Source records
//! CSS color values
//!
//! Parsing and classification of CSS colors. The engine resolves every color
//! to straight-alpha RGBA; highlight color channels are serialized back to
//! `rgb()`/`rgba()` strings when written to custom properties.

use std::fmt;

/// An RGBA color with 8-bit channels and fractional alpha
///
/// # Examples
///
/// ```
/// use overmark::style::Rgba;
///
/// let violet = Rgba::new(122, 89, 255, 0.08);
/// assert_eq!(violet.r, 122);
/// assert!(!violet.is_opaque());
/// ```
#[derive(Debug, Clone, Copy, PartialEq)]
pub struct Rgba {
  /// Red component (0-255)
  pub r: u8,
  /// Green component (0-255)
  pub g: u8,
  /// Blue component (0-255)
  pub b: u8,
  /// Alpha component (0.0-1.0)
  pub a: f32,
}

impl Rgba {
  /// Fully transparent black
  pub const TRANSPARENT: Self = Self {
    r: 0,
    g: 0,
    b: 0,
    a: 0.0,
  };

  /// Opaque black
  pub const BLACK: Self = Self {
    r: 0,
    g: 0,
    b: 0,
    a: 1.0,
  };

  /// Opaque white
  pub const WHITE: Self = Self {
    r: 255,
    g: 255,
    b: 255,
    a: 1.0,
  };

  /// Creates a new RGBA color
  ///
  /// # Arguments
  /// * `r` - Red component (0-255)
  /// * `g` - Green component (0-255)
  /// * `b` - Blue component (0-255)
  /// * `a` - Alpha component (0.0-1.0)
  pub const fn new(r: u8, g: u8, b: u8, a: f32) -> Self {
    Self { r, g, b, a }
  }

  /// Creates an opaque RGB color (alpha = 1.0)
  ///
  /// # Examples
  ///
  /// ```
  /// use overmark::style::Rgba;
  ///
  /// let purple = Rgba::rgb(128, 0, 128);
  /// assert_eq!(purple.a, 1.0);
  /// ```
  pub const fn rgb(r: u8, g: u8, b: u8) -> Self {
    Self { r, g, b, a: 1.0 }
  }

  /// Returns true if the color is fully transparent
  pub fn is_transparent(self) -> bool {
    self.a == 0.0
  }

  /// Returns true if the color is fully opaque
  pub fn is_opaque(self) -> bool {
    self.a == 1.0
  }

  /// Returns a new color with the given alpha value
  pub fn with_alpha(self, alpha: f32) -> Self {
    Self {
      r: self.r,
      g: self.g,
      b: self.b,
      a: alpha.clamp(0.0, 1.0),
    }
  }

  /// Converts to an array [r, g, b, a] for rendering
  pub fn to_array(self) -> [u8; 4] {
    [self.r, self.g, self.b, (self.a * 255.0) as u8]
  }

  /// WCAG 2.x relative luminance, ignoring alpha.
  ///
  /// Channels are linearized with the sRGB transfer curve and weighted
  /// 0.2126 / 0.7152 / 0.0722.
  ///
  /// # Examples
  ///
  /// ```
  /// use overmark::style::Rgba;
  ///
  /// assert_eq!(Rgba::BLACK.relative_luminance(), 0.0);
  /// assert!((Rgba::WHITE.relative_luminance() - 1.0).abs() < 1e-5);
  /// ```
  pub fn relative_luminance(self) -> f32 {
    fn linearize(channel: u8) -> f32 {
      let c = channel as f32 / 255.0;
      if c <= 0.03928 {
        c / 12.92
      } else {
        ((c + 0.055) / 1.055).powf(2.4)
      }
    }
    0.2126 * linearize(self.r) + 0.7152 * linearize(self.g) + 0.0722 * linearize(self.b)
  }

  /// Classifies text painted in this color as dark or light.
  ///
  /// Dark text sits on light backgrounds, so highlights behind it use the
  /// higher-alpha color variants.
  pub fn is_dark(self) -> bool {
    self.relative_luminance() < 0.5
  }

  /// Parse a color from a CSS color string
  ///
  /// Supports:
  /// - Hex: #RGB, #RRGGBB, #RGBA, #RRGGBBAA
  /// - RGB: rgb(r, g, b), rgba(r, g, b, a)
  /// - HSL: hsl(h, s%, l%), hsla(h, s%, l%, a)
  /// - Named colors: the CSS basic keywords plus common extended names
  /// - Special: transparent
  ///
  /// # Examples
  ///
  /// ```
  /// use overmark::style::Rgba;
  ///
  /// assert!(Rgba::parse("#ff0000").is_ok());
  /// assert!(Rgba::parse("rgba(122, 89, 255, 0.08)").is_ok());
  /// assert!(Rgba::parse("red").is_ok());
  /// assert!(Rgba::parse("transparent").is_ok());
  /// ```
  pub fn parse(s: &str) -> Result<Self, ColorParseError> {
    let s = s.trim();

    if s.eq_ignore_ascii_case("transparent") {
      return Ok(Rgba::TRANSPARENT);
    }

    if s.starts_with('#') {
      return parse_hex(s);
    }

    if s.starts_with("rgb(") || s.starts_with("rgba(") {
      return parse_rgb(s);
    }

    if s.starts_with("hsl(") || s.starts_with("hsla(") {
      return parse_hsl(s);
    }

    if let Some(rgba) = parse_named_color(s) {
      return Ok(rgba);
    }

    Err(ColorParseError::InvalidFormat(s.to_string()))
  }
}

impl fmt::Display for Rgba {
  fn fmt(&self, f: &mut fmt::Formatter<'_>) -> fmt::Result {
    if self.a == 1.0 {
      write!(f, "rgb({}, {}, {})", self.r, self.g, self.b)
    } else {
      write!(f, "rgba({}, {}, {}, {})", self.r, self.g, self.b, self.a)
    }
  }
}

/// Parse error for color strings
#[derive(Debug, Clone, PartialEq)]
pub enum ColorParseError {
  InvalidFormat(String),
  InvalidHex(String),
  InvalidComponent(String),
}

impl fmt::Display for ColorParseError {
  fn fmt(&self, f: &mut fmt::Formatter<'_>) -> fmt::Result {
    match self {
      ColorParseError::InvalidFormat(s) => write!(f, "Invalid color format: {}", s),
      ColorParseError::InvalidHex(s) => write!(f, "Invalid hex color: {}", s),
      ColorParseError::InvalidComponent(s) => write!(f, "Invalid color component: {}", s),
    }
  }
}

impl std::error::Error for ColorParseError {}

/// Parse hex color (#RGB, #RRGGBB, #RGBA, #RRGGBBAA)
fn parse_hex(s: &str) -> Result<Rgba, ColorParseError> {
  let hex = &s[1..];
  if !hex.is_ascii() {
    return Err(ColorParseError::InvalidHex(s.to_string()));
  }

  let channel = |range: std::ops::Range<usize>, widen: bool| -> Result<u8, ColorParseError> {
    let raw = &hex[range];
    let doubled;
    let digits = if widen {
      doubled = raw.repeat(2);
      doubled.as_str()
    } else {
      raw
    };
    u8::from_str_radix(digits, 16).map_err(|_| ColorParseError::InvalidHex(s.to_string()))
  };

  let (r, g, b, a) = match hex.len() {
    3 => (channel(0..1, true)?, channel(1..2, true)?, channel(2..3, true)?, 1.0),
    4 => (
      channel(0..1, true)?,
      channel(1..2, true)?,
      channel(2..3, true)?,
      channel(3..4, true)? as f32 / 255.0,
    ),
    6 => (channel(0..2, false)?, channel(2..4, false)?, channel(4..6, false)?, 1.0),
    8 => (
      channel(0..2, false)?,
      channel(2..4, false)?,
      channel(4..6, false)?,
      channel(6..8, false)? as f32 / 255.0,
    ),
    _ => return Err(ColorParseError::InvalidHex(s.to_string())),
  };

  Ok(Rgba::new(r, g, b, a))
}

/// Parse rgb() or rgba() function
fn parse_rgb(s: &str) -> Result<Rgba, ColorParseError> {
  let is_rgba = s.starts_with("rgba");
  let start = if is_rgba { 5 } else { 4 };

  let end = s
    .find(')')
    .ok_or_else(|| ColorParseError::InvalidFormat(s.to_string()))?;
  let inner = &s[start..end];

  let parts: Vec<&str> = inner.split(',').map(|s| s.trim()).collect();

  if parts.len() < 3 || (is_rgba && parts.len() < 4) {
    return Err(ColorParseError::InvalidFormat(s.to_string()));
  }

  let r = parse_color_component(parts[0])?;
  let g = parse_color_component(parts[1])?;
  let b = parse_color_component(parts[2])?;
  let a = if parts.len() >= 4 {
    parts[3]
      .parse::<f32>()
      .map_err(|_| ColorParseError::InvalidComponent(parts[3].to_string()))?
  } else {
    1.0
  };

  Ok(Rgba::new(r, g, b, a.clamp(0.0, 1.0)))
}

/// Parse hsl() or hsla() function, resolving straight to RGBA
fn parse_hsl(s: &str) -> Result<Rgba, ColorParseError> {
  let is_hsla = s.starts_with("hsla");
  let start = if is_hsla { 5 } else { 4 };

  let end = s
    .find(')')
    .ok_or_else(|| ColorParseError::InvalidFormat(s.to_string()))?;
  let inner = &s[start..end];

  let parts: Vec<&str> = inner.split(',').map(|s| s.trim()).collect();

  if parts.len() < 3 || (is_hsla && parts.len() < 4) {
    return Err(ColorParseError::InvalidFormat(s.to_string()));
  }

  let h = parts[0]
    .parse::<f32>()
    .map_err(|_| ColorParseError::InvalidComponent(parts[0].to_string()))?;
  let sat = parse_percentage(parts[1])? / 100.0;
  let l = parse_percentage(parts[2])? / 100.0;
  let a = if parts.len() >= 4 {
    parts[3]
      .parse::<f32>()
      .map_err(|_| ColorParseError::InvalidComponent(parts[3].to_string()))?
  } else {
    1.0
  };

  Ok(hsl_to_rgba(h, sat, l, a.clamp(0.0, 1.0)))
}

/// HSL to RGB per CSS Color Module Level 3
fn hsl_to_rgba(h: f32, s: f32, l: f32, a: f32) -> Rgba {
  if s == 0.0 {
    let gray = (l * 255.0).round() as u8;
    return Rgba::new(gray, gray, gray, a);
  }

  let q = if l < 0.5 { l * (1.0 + s) } else { l + s - l * s };
  let p = 2.0 * l - q;
  let h = (h.rem_euclid(360.0)) / 360.0;

  let r = hue_to_rgb(p, q, h + 1.0 / 3.0);
  let g = hue_to_rgb(p, q, h);
  let b = hue_to_rgb(p, q, h - 1.0 / 3.0);

  Rgba::new(
    (r * 255.0).round() as u8,
    (g * 255.0).round() as u8,
    (b * 255.0).round() as u8,
    a,
  )
}

fn hue_to_rgb(p: f32, q: f32, mut t: f32) -> f32 {
  if t < 0.0 {
    t += 1.0;
  }
  if t > 1.0 {
    t -= 1.0;
  }
  if t < 1.0 / 6.0 {
    p + (q - p) * 6.0 * t
  } else if t < 1.0 / 2.0 {
    q
  } else if t < 2.0 / 3.0 {
    p + (q - p) * (2.0 / 3.0 - t) * 6.0
  } else {
    p
  }
}

/// Parse color component (0-255 or 0-100%)
fn parse_color_component(s: &str) -> Result<u8, ColorParseError> {
  if let Some(percent_str) = s.strip_suffix('%') {
    let percent = percent_str
      .parse::<f32>()
      .map_err(|_| ColorParseError::InvalidComponent(s.to_string()))?;
    Ok((percent / 100.0 * 255.0).round() as u8)
  } else {
    s.parse::<u8>()
      .map_err(|_| ColorParseError::InvalidComponent(s.to_string()))
  }
}

/// Parse percentage (0-100%)
fn parse_percentage(s: &str) -> Result<f32, ColorParseError> {
  let percent_str = s
    .strip_suffix('%')
    .ok_or_else(|| ColorParseError::InvalidComponent(s.to_string()))?;
  percent_str
    .parse::<f32>()
    .map_err(|_| ColorParseError::InvalidComponent(s.to_string()))
}

/// Parse named color: the CSS basic keywords plus common extended names
fn parse_named_color(s: &str) -> Option<Rgba> {
  let lower = s.to_lowercase();
  match lower.as_str() {
    "aqua" => Some(Rgba::rgb(0, 255, 255)),
    "black" => Some(Rgba::BLACK),
    "blue" => Some(Rgba::rgb(0, 0, 255)),
    "brown" => Some(Rgba::rgb(165, 42, 42)),
    "cyan" => Some(Rgba::rgb(0, 255, 255)),
    "fuchsia" => Some(Rgba::rgb(255, 0, 255)),
    "gold" => Some(Rgba::rgb(255, 215, 0)),
    "gray" => Some(Rgba::rgb(128, 128, 128)),
    "green" => Some(Rgba::rgb(0, 128, 0)),
    "grey" => Some(Rgba::rgb(128, 128, 128)),
    "indigo" => Some(Rgba::rgb(75, 0, 130)),
    "lime" => Some(Rgba::rgb(0, 255, 0)),
    "magenta" => Some(Rgba::rgb(255, 0, 255)),
    "maroon" => Some(Rgba::rgb(128, 0, 0)),
    "navy" => Some(Rgba::rgb(0, 0, 128)),
    "olive" => Some(Rgba::rgb(128, 128, 0)),
    "orange" => Some(Rgba::rgb(255, 165, 0)),
    "pink" => Some(Rgba::rgb(255, 192, 203)),
    "purple" => Some(Rgba::rgb(128, 0, 128)),
    "rebeccapurple" => Some(Rgba::rgb(102, 51, 153)),
    "red" => Some(Rgba::rgb(255, 0, 0)),
    "silver" => Some(Rgba::rgb(192, 192, 192)),
    "teal" => Some(Rgba::rgb(0, 128, 128)),
    "violet" => Some(Rgba::rgb(238, 130, 238)),
    "white" => Some(Rgba::WHITE),
    "yellow" => Some(Rgba::rgb(255, 255, 0)),
    _ => None,
  }
}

*Problem statement*.
Provide the number of lines in the records above containing the string "violet", and write nothing more.

*Result of the task*.
4